Занятие было не из веселых. Очень часто тела убитых немецких солдат по одному, по двое или по трое обнаруживались среди большого количества русских мертвецов. Последних тоже хоронили — собирали вместе и сжигали, если позволяла обстановка и на передовой устанавливалось затишье. Сегодня было тише обычного. Из пушек продолжали постреливать, но уже не так, как вчера. И все же снаряды продолжали падать, умножая число убитых и раненых, поднимая новые облака пыли. Небо было закрыто плотной пыльной завесой, и по вечерам это даже придавало окружающему миру некоторую привлекательность. Несмотря на руины и обилие мертвых тел, весной все смотрелось по-другому. Не было ни снега, ни вязкой грязи. Температура была достаточно высокой, и мерзлая глинистая почва высохла еще пару недель назад. В обильной пыли было что-то умиротворяющее, едва ли не нежное. Она неподвижно висела в воздухе и переносилась в разные стороны даже легким дуновением ветерка. В ветвях, посеченных осколками деревьев, пели дрозды, как будто не было никакой войны и порожденного ею насилия или как будто она закончилась давным-давно. Через несколько дней вернутся перелетные птицы, огромные стаи голубей, которые станут собираться возле воронок на окраине города и искать в почве семена растений и прочее. Этих пернатых созданий еще нет, здесь можно увидеть пока только черных дроздов, беззаботно чирикающих в ветвях изуродованных взрывами деревьев.
Это может показаться странным, но солдаты, рывшие окопы, с опаской наблюдали за перелетающими с дерева на дерево птицами и оглядывались по сторонам, прежде чем снова приступить к работе. Так повторялось не раз и не два.

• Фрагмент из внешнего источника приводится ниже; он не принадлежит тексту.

//! JSON endpoints driven by the frontend.
//!
//! Every interaction runs to completion before its response is sent: a URL
//! submission fetches and counts, a chart request ranks and renders.

use axum::{
    extract::{Path, Query, State},
    routing::{get, post},
    Json, Router,
};
use serde::{Deserialize, Serialize};
use tracing::instrument;
use wordlens_core::ChartKind;

use crate::error::WebResult;
use crate::router::AppState;
use crate::session::{ChartView, SessionView};

/// Session and chart routes, mounted under `/api`.
pub fn router() -> Router<AppState> {
    Router::new()
        .route("/sessions", post(create_session))
        .route("/sessions/:id", get(get_session))
        .route("/sessions/:id/url", post(submit_url))
        .route("/sessions/:id/chart", get(get_chart))
        .route("/chart-kinds", get(chart_kinds))
}

// ==================== Request/Response Types ====================

/// URL submission body.
#[derive(Debug, Serialize, Deserialize)]
pub struct SubmitUrlRequest {
    /// Page to analyse. Blank input is ignored.
    pub url: String,
}

/// Chart controls.
#[derive(Debug, Default, Serialize, Deserialize)]
pub struct ChartQuery {
    /// Chart kind slug or label; defaults to the word cloud.
    pub kind: Option<String>,
    /// Minimum frequency; defaults to the initial slider value.
    pub min_freq: Option<u64>,
}

/// One selectable chart kind.
#[derive(Debug, Clone, PartialEq, Serialize, Deserialize)]
pub struct ChartKindInfo {
    /// Wire identifier.
    pub slug: String,
    /// Display label.
    pub label: String,
}

// ==================== Handler Implementations ====================

#[instrument(skip(state))]
async fn create_session(State(state): State<AppState>) -> Json<SessionView> {
    Json(state.sessions.create().await)
}

#[instrument(skip(state))]
async fn get_session(
    State(state): State<AppState>,
    Path(id): Path<String>,
) -> WebResult<Json<SessionView>> {
    state.sessions.read(&id, |s| Ok(s.view(&id))).await.map(Json)
}

#[instrument(skip(state))]
async fn submit_url(
    State(state): State<AppState>,
    Path(id): Path<String>,
    Json(req): Json<SubmitUrlRequest>,
) -> WebResult<Json<SessionView>> {
    let ticket = state
        .sessions
        .update(&id, |s| Ok(s.begin_fetch(&req.url)))
        .await?;

    if let Some(ticket) = ticket {
        // The store lock is not held across the fetch.
        let outcome = state.analyzer.fetch_and_count(ticket.url()).await;
        state
            .sessions
            .update(&id, |s| s.finish_fetch(ticket, outcome))
            .await?;
    }

    state.sessions.read(&id, |s| Ok(s.view(&id))).await.map(Json)
}

#[instrument(skip(state))]
async fn get_chart(
    State(state): State<AppState>,
    Path(id): Path<String>,
    Query(query): Query<ChartQuery>,
) -> WebResult<Json<ChartView>> {
    let kind = match query.kind.as_deref() {
        Some(kind) => kind.parse::<ChartKind>()?,
        None => ChartKind::default(),
    };
    let renderer = &state.renderer;

    state
        .sessions
        .read(&id, |s| s.chart(kind, query.min_freq, renderer))
        .await
        .map(Json)
}

#[instrument]
async fn chart_kinds() -> Json<Vec<ChartKindInfo>> {
    Json(
        ChartKind::ALL
            .into_iter()
            .map(|kind| ChartKindInfo {
                slug: kind.slug().to_string(),
                label: kind.label().to_string(),
            })
            .collect(),
    )
}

Они пытались обходить места, где пахло сильнее всего, надеясь, что не найдут тело погибшего товарища в кучах разлагающейся человеческой плоти, чаще всего вражеской. В любом случае это были не вчерашние мертвецы, которые еще не успели разложиться. Жуткое зловоние издавали трупы более давние. Они пролежали на земле многие недели и даже месяцы, отравляя чистый вечерний воздух.
Время от времени раздавались винтовочные выстрелы. Стреляли русские снайперы. Солдаты поспешно ныряли в глубокие воронки или падали на землю возле взорванных стен, радуясь возможности на время прекратить поиск тел своих убитых товарищей.

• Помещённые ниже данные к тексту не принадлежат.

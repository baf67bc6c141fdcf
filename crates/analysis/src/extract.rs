//! HTML to visible text extraction.

use scraper::{ElementRef, Html};

/// Elements whose contents never render as text.
const INVISIBLE_ELEMENTS: &[&str] = &["script", "style", "noscript", "template"];

/// Elements that start a new line of text.
const BLOCK_ELEMENTS: &[&str] = &[
    "address", "article", "aside", "blockquote", "br", "dd", "div", "dl", "dt", "figcaption",
    "figure", "footer", "form", "h1", "h2", "h3", "h4", "h5", "h6", "header", "hr", "li",
    "main", "nav", "ol", "p", "pre", "section", "table", "td", "th", "title", "tr", "ul",
];

/// Strip markup from `html` and return its visible text.
///
/// Text inside inline markup is joined as written, so `数据<b>分</b>析`
/// stays one run. Block elements break lines; lines are trimmed and blank
/// ones dropped. Contents of `script`, `style`, `noscript` and `template`
/// are skipped.
pub fn visible_text(html: &str) -> String {
    let doc = Html::parse_document(html);
    let mut raw = String::with_capacity(html.len() / 2);
    push_visible_text(doc.root_element(), &mut raw);

    raw.lines()
        .map(str::trim)
        .filter(|line| !line.is_empty())
        .collect::<Vec<_>>()
        .join("\n")
}

fn push_visible_text(el: ElementRef<'_>, out: &mut String) {
    let name = el.value().name();
    if INVISIBLE_ELEMENTS.contains(&name) {
        return;
    }
    let block = BLOCK_ELEMENTS.contains(&name);
    if block {
        out.push('\n');
    }
    for child in el.children() {
        if let Some(text) = child.value().as_text() {
            out.push_str(text);
        } else if let Some(child_el) = ElementRef::wrap(child) {
            push_visible_text(child_el, out);
        }
    }
    if block {
        out.push('\n');
    }
}
//! CLI application entry point and configuration.
//!
//! Loads [`WordlensConfig`], installs logging, and dispatches to the `serve`
//! and `analyze` commands. Both commands run on a Tokio runtime built here.

use crate::commands::{AnalyzeArgs, Cli, Commands, OutputFormat, ServeArgs};
use crate::error::{CliError, Result};
use clap::Parser;
use serde::{Deserialize, Serialize};
use std::fmt::Write as _;
use std::fs;
use std::path::PathBuf;
use tracing::{info, warn};
use unicode_width::UnicodeWidthStr;
use wordlens_analysis::chart::ChartRenderer;
use wordlens_analysis::pipeline::Analyzer;
use wordlens_analysis::rank::{rank, ThresholdBounds};
use wordlens_core::constants::DEFAULT_MIN_FREQ;
use wordlens_core::{ChartKind, RankedWords, TokenFrequencyMap, WordlensConfig};

/// Main CLI application.
#[derive(Debug)]
pub struct App {
    /// Effective configuration.
    pub config: WordlensConfig,
    /// Parsed CLI arguments.
    pub cli: Cli,
}

impl App {
    /// Create a new application instance from command line arguments.
    pub fn new() -> Result<Self> {
        Self::from_cli(Cli::parse())
    }

    /// Create an application instance from already parsed arguments.
    pub fn from_cli(cli: Cli) -> Result<Self> {
        let config = Self::load_config(&cli)?;
        Ok(Self { config, cli })
    }

    /// Load the file named by `--config`; defaults when none is given.
    fn load_config(cli: &Cli) -> Result<WordlensConfig> {
        match &cli.config {
            Some(path) if path.exists() => Ok(WordlensConfig::load(path)?),
            Some(path) => Err(CliError::Config(format!(
                "Configuration file not found: {}",
                path.display()
            ))),
            None => Ok(WordlensConfig::default()),
        }
    }

    /// Run the application.
    pub fn run(self) -> Result<()> {
        self.setup_logging();

        let runtime = tokio::runtime::Builder::new_multi_thread()
            .enable_all()
            .build()?;

        match &self.cli.command {
            Commands::Serve(args) => runtime.block_on(self.handle_serve(args)),
            Commands::Analyze(args) => runtime.block_on(self.handle_analyze(args)),
        }
    }

    fn setup_logging(&self) {
        let level = self.config.logging.level.raised(self.cli.verbose);

        // Logs go to stderr so `analyze` output stays pipeable.
        tracing_subscriber::fmt()
            .with_max_level(level.as_tracing())
            .with_target(self.config.logging.with_target)
            .with_writer(std::io::stderr)
            .try_init()
            .ok();
    }

    async fn handle_serve(&self, args: &ServeArgs) -> Result<()> {
        let config = serve_config(&self.config, args);
        info!("Starting Wordlens on http://{}:{}", config.http.host, config.http.port);
        wordlens_web::start_server(config).await?;
        Ok(())
    }

    async fn handle_analyze(&self, args: &AnalyzeArgs) -> Result<()> {
        let renderer = ChartRenderer::new(self.config.chart.clone());
        let report = analyze(&Analyzer::new(), &renderer, args).await?;

        let out = match args.format {
            OutputFormat::Text => format_text(&report),
            OutputFormat::Json => serde_json::to_string_pretty(&report)
                .map_err(|e| CliError::Argument(format!("cannot encode report: {}", e)))?,
        };
        println!("{}", out);
        Ok(())
    }
}

/// Apply `serve` overrides to the loaded configuration.
pub fn serve_config(base: &WordlensConfig, args: &ServeArgs) -> WordlensConfig {
    let mut config = base.clone();
    if let Some(host) = args.host.as_deref() {
        config.http.host = host.trim().to_string();
    }
    if let Some(port) = args.port {
        config.http.port = port;
    }
    config
}

/// Result of one `analyze` run.
#[derive(Debug, Clone, PartialEq, Serialize, Deserialize)]
pub struct AnalysisReport {
    /// Analysed URL.
    pub url: String,
    /// Chart kind requested.
    pub kind: ChartKind,
    /// Threshold applied.
    pub min_freq: u64,
    /// Distinct countable tokens on the page.
    pub distinct_tokens: usize,
    /// Countable tokens on the page.
    pub total_tokens: u64,
    /// Top words at or above `min_freq`.
    pub words: RankedWords,
    /// Where the chart page was written, if anywhere.
    pub chart_path: Option<PathBuf>,
}

/// Fetch, count and rank `args.url`, writing the chart page to `args.output`.
///
/// No page is written when nothing reaches the threshold.
pub async fn analyze(
    analyzer: &Analyzer,
    renderer: &ChartRenderer,
    args: &AnalyzeArgs,
) -> Result<AnalysisReport> {
    let url = args.url.trim();
    if url.is_empty() {
        return Err(CliError::Argument("URL must not be empty".to_string()));
    }

    let counts = analyzer.fetch_and_count(url).await?;
    let min_freq = effective_min_freq(&counts, args.min_freq);
    let words = rank(&counts, min_freq);

    let chart_path = match &args.output {
        Some(path) if !words.is_empty() => {
            fs::write(path, renderer.render_page(args.kind, &words))?;
            info!(path = %path.display(), kind = %args.kind, "chart page written");
            Some(path.clone())
        }
        Some(path) => {
            warn!(path = %path.display(), min_freq, "no words reach the threshold, chart not written");
            None
        }
        None => None,
    };

    Ok(AnalysisReport {
        url: url.to_string(),
        kind: args.kind,
        min_freq,
        distinct_tokens: counts.len(),
        total_tokens: counts.total_tokens(),
        words,
        chart_path,
    })
}

/// Threshold for a one-shot run: the requested value (or the initial slider
/// value) raised to at least 1.
fn effective_min_freq(counts: &TokenFrequencyMap, requested: Option<u64>) -> u64 {
    let initial = ThresholdBounds::for_map(counts)
        .map(|b| b.initial)
        .unwrap_or(DEFAULT_MIN_FREQ);
    requested.unwrap_or(initial).max(1)
}

/// Plain-text rendering of a report.
pub fn format_text(report: &AnalysisReport) -> String {
    let mut out = String::new();
    let _ = writeln!(out, "URL: {}", report.url);
    let _ = writeln!(
        out,
        "Tokens: {} distinct, {} total",
        report.distinct_tokens, report.total_tokens
    );
    let _ = writeln!(
        out,
        "Chart: {} ({}), min frequency {}",
        report.kind.label(),
        report.kind,
        report.min_freq
    );

    if report.words.is_empty() {
        out.push_str("No words reach the minimum frequency.");
        return out;
    }

    // Pad by terminal columns: CJK characters are two wide.
    let width = report
        .words
        .iter()
        .map(|w| w.word.width())
        .max()
        .unwrap_or(0);
    for (i, w) in report.words.iter().enumerate() {
        let pad = width - w.word.width();
        let _ = writeln!(out, "{:>3}. {}{}  {}", i + 1, w.word, " ".repeat(pad), w.count);
    }
    if let Some(path) = &report.chart_path {
        let _ = write!(out, "Chart written to {}", path.display());
    }
    out.trim_end().to_string()
}

/// Parse arguments from the process and run.
pub fn run() -> Result<()> {
    let app = App::new()?;
    app.run()
}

Это была тяжелая работа. Оторванные конечности. Растерзанные внутренности. Целые тела, которые следует извлечь из-под завалов полностью, чтобы перенести в специальное место. Вместе с Кордтсом этим занимались еще восемь человек, небольшая группа ходячих раненых. Несколько человек, те, что поздоровее, толкали перед собой тачку. Они изредка менялись ролями, время от времени демократично уступая ее другим, когда требовалось вытащить что-то из-под камней. Рядом с ними ковылял, опираясь на палочку, фельдфебель, руководивший этими работами. Он нисколько не важничал и вел себя просто, почти на равных. Да и что можно было требовать от раненых людей, делавших и без того трудное дело. Они мало разговаривали друг с другом, лишь иногда перебрасывались незамысловатыми шуточками.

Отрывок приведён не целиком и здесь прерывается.